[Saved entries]
- - - -

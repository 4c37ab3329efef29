//! Catalog record types.

/// Stable identifier of a catalog record.
pub type RecordId = i64;

/// Name of the bucket that collects records without a category.
pub const UNCATEGORIZED: &str = "uncategorized";

/// One catalog entry as supplied by the dataset.
///
/// Records are immutable for the whole session; the [`super::RecordStore`]
/// owns them exclusively.
#[derive(Clone, Debug, PartialEq, Eq, serde::Serialize, serde::Deserialize)]
pub struct Record {
    /// Unique, stable identifier.
    pub id: RecordId,
    /// Short title shown on the card.
    #[serde(default)]
    pub title: String,
    /// Category name; `None` or blank lands in the [`UNCATEGORIZED`] bucket.
    #[serde(default, skip_serializing_if = "Option::is_none")]
    pub category: Option<String>,
    /// Long description shown in the detail panel.
    #[serde(default)]
    pub description: String,
    /// Worked example shown in the detail panel.
    #[serde(default)]
    pub example: String,
    /// Ordered links to other records.
    #[serde(default)]
    pub related: Vec<RecordId>,
}

impl Record {
    /// What: Resolve the category bucket this record belongs to.
    ///
    /// Inputs: None
    ///
    /// Output:
    /// - The trimmed category name, or [`UNCATEGORIZED`] when missing or blank.
    #[must_use]
    pub fn category_name(&self) -> &str {
        match self.category.as_deref().map(str::trim) {
            Some(c) if !c.is_empty() => c,
            _ => UNCATEGORIZED,
        }
    }

    /// Whether the record falls into the uncategorized bucket.
    #[must_use]
    pub fn is_uncategorized(&self) -> bool {
        self.category_name() == UNCATEGORIZED
    }
}

/// Records sharing one category, in dataset order.
#[derive(Clone, Debug, PartialEq, Eq)]
pub struct CategoryGroup {
    /// Category display name.
    pub name: String,
    /// Position of the category in first-seen order; `None` for the uncategorized bucket.
    pub palette_index: Option<usize>,
    /// Member record ids in dataset order. Never empty.
    pub members: Vec<RecordId>,
}
//! Casebook application runtime: startup loading, terminal handling and the event loop.

/// Event and deferred-command channels.
mod channels;
/// Startup loading of settings, dataset and favorites.
pub mod init;
/// Event loop.
mod runtime;
/// Terminal setup and restoration utilities.
mod terminal;

pub use runtime::run;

- - - -

§ **Instructions to follow**: From the entries above, copy each line that holds "description".

§ **Reply to the exercise**:
    /// Long description shown in the detail panel.
    pub description: String,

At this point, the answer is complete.